Mayana Zatz lança livro sobre histórias de vida de pessoas com mais de 80 anos

Livro é baseado no projeto 80+, que vem coletando amostras de sangue de octogenários, nonagenários e centenários com o objetivo de entender mais sobre longevidade

No dia 5 de julho, chega às livrarias o livro O legado dos genes: o que a ciência pode nos ensinar sobre o envelhecimento, escreito pela professora Mayana Zatz, diretora do Centro de Estudos sobre o Genoma Humano e Células-Tronco (CEGH-CEL), em parceria com a jornalista Martha San Juan França. Baseado no projeto 80+ (que vem coletando amostras de sangue de pessoas saudáveis com mais de 80 anos para investigar o DNA de cada um deles), a geneticista teve a ideia de contar histórias sobre octagenários, nonagenários e até alguns centenários que impressionam pela agilidade mental, disposição e capacidade de inspirar os mais jovens.

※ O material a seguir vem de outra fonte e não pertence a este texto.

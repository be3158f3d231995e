use std::collections::HashMap;

use common::{AudioFileRecord, PlaylistRecord};
use parking_lot::Mutex;

pub const MAX_CACHE_SIZE: usize = 20;
pub const MAX_PLAYLIST_CACHE_SIZE: usize = 20;

/// Bounded source of truth for discovered audio files and playlists.
///
/// Every read and write goes through one mutex that is only ever held for
/// in-memory work. Mutations of the audio-file set bump `generation`, which
/// is what derived indexes compare against to know they are stale.
pub struct LibraryCache {
    inner: Mutex<CacheState>,
}

struct CacheState {
    files: Vec<AudioFileRecord>,
    positions: HashMap<String, usize>,
    playlists: Vec<PlaylistRecord>,
    capacity: usize,
    playlist_capacity: usize,
    generation: u64,
}

impl CacheState {
    fn insert_file(&mut self, record: AudioFileRecord) -> bool {
        if let Some(&slot) = self.positions.get(&record.uri) {
            self.files[slot] = record;
            return true;
        }
        if self.files.len() >= self.capacity {
            return false;
        }
        self.positions.insert(record.uri.clone(), self.files.len());
        self.files.push(record);
        true
    }

    fn clear_files(&mut self) {
        self.files.clear();
        self.positions.clear();
        self.generation += 1;
    }
}

impl Default for LibraryCache {
    fn default() -> Self {
        Self::new(MAX_CACHE_SIZE, MAX_PLAYLIST_CACHE_SIZE)
    }
}

impl LibraryCache {
    pub fn new(capacity: usize, playlist_capacity: usize) -> Self {
        Self {
            inner: Mutex::new(CacheState {
                files: Vec::new(),
                positions: HashMap::new(),
                playlists: Vec::new(),
                capacity: capacity.max(1),
                playlist_capacity: playlist_capacity.max(1),
                generation: 0,
            }),
        }
    }

    pub fn capacity(&self) -> usize {
        self.inner.lock().capacity
    }

    pub fn playlist_capacity(&self) -> usize {
        self.inner.lock().playlist_capacity
    }

    pub fn reset(&self, capacity: usize, playlist_capacity: usize) {
        let mut state = self.inner.lock();
        state.clear_files();
        state.playlists.clear();
        state.capacity = capacity.max(1);
        state.playlist_capacity = playlist_capacity.max(1);
    }

    /// Adds one record unless the cache is full. A record whose uri is
    /// already cached replaces the old one in place.
    pub fn add_file(&self, record: AudioFileRecord) -> bool {
        let mut state = self.inner.lock();
        let added = state.insert_file(record);
        if added {
            state.generation += 1;
        }
        added
    }

    /// Appends a whole batch under a single lock acquisition and returns how
    /// many records made it in before the capacity was hit.
    pub fn add_files(&self, records: Vec<AudioFileRecord>) -> usize {
        let mut state = self.inner.lock();
        let mut added = 0usize;
        for record in records {
            if state.insert_file(record) {
                added += 1;
            }
        }
        if added > 0 {
            state.generation += 1;
        }
        added
    }

    pub fn add_playlist(&self, record: PlaylistRecord) {
        let mut state = self.inner.lock();
        match state.playlists.iter().position(|p| p.uri == record.uri) {
            Some(slot) => state.playlists[slot] = record,
            None => state.playlists.push(record),
        }
    }

    pub fn try_add_playlist(&self, record: PlaylistRecord) -> bool {
        let mut state = self.inner.lock();
        if state.playlists.iter().any(|p| p.uri == record.uri) {
            return true;
        }
        if state.playlists.len() >= state.playlist_capacity {
            return false;
        }
        state.playlists.push(record);
        true
    }

    pub fn remove_playlist(&self, uri: &str) -> usize {
        let mut state = self.inner.lock();
        let before = state.playlists.len();
        state.playlists.retain(|p| p.uri != uri);
        before - state.playlists.len()
    }

    pub fn clear_files(&self) {
        self.inner.lock().clear_files();
    }

    pub fn clear_playlists(&self) {
        self.inner.lock().playlists.clear();
    }

    pub fn clear_all(&self) {
        let mut state = self.inner.lock();
        state.clear_files();
        state.playlists.clear();
    }

    /// Swaps in a restored cache. Records past `capacity` are dropped.
    pub fn replace(
        &self,
        files: Vec<AudioFileRecord>,
        playlists: Vec<PlaylistRecord>,
        capacity: usize,
    ) {
        let mut state = self.inner.lock();
        state.clear_files();
        state.capacity = capacity.max(1);
        for record in files {
            state.insert_file(record);
        }
        state.playlists = playlists;
    }

    pub fn snapshot_files(&self) -> Vec<AudioFileRecord> {
        self.inner.lock().files.clone()
    }

    pub fn snapshot_playlists(&self) -> Vec<PlaylistRecord> {
        self.inner.lock().playlists.clone()
    }

    pub fn snapshot_with_generation(&self) -> (u64, Vec<AudioFileRecord>) {
        let state = self.inner.lock();
        (state.generation, state.files.clone())
    }

    pub fn generation(&self) -> u64 {
        self.inner.lock().generation
    }

    pub fn file_count(&self) -> usize {
        self.inner.lock().files.len()
    }

    pub fn playlist_count(&self) -> usize {
        self.inner.lock().playlists.len()
    }

    pub fn is_full(&self) -> bool {
        let state = self.inner.lock();
        state.files.len() >= state.capacity
    }
}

Algumas perguntas intrigavam Mayana e sua equipe: o que distingue esses idosos daqueles que entregam os pontos e perdem interesse pela vida ou sofrem de depressão ou alguma incapacidade física? A que atividade se dedicam para se manterem física e cognitivamente mais capazes do que a média dos brasileiros? Quanto da sua velhice saudável depende da sua genética ou do ambiente, do estilo de vida?

O resultado desse trabalho será apresentado em um webinar em 21 de julho, às 18h, no canal do YouTube da Editora Companhia das Letras.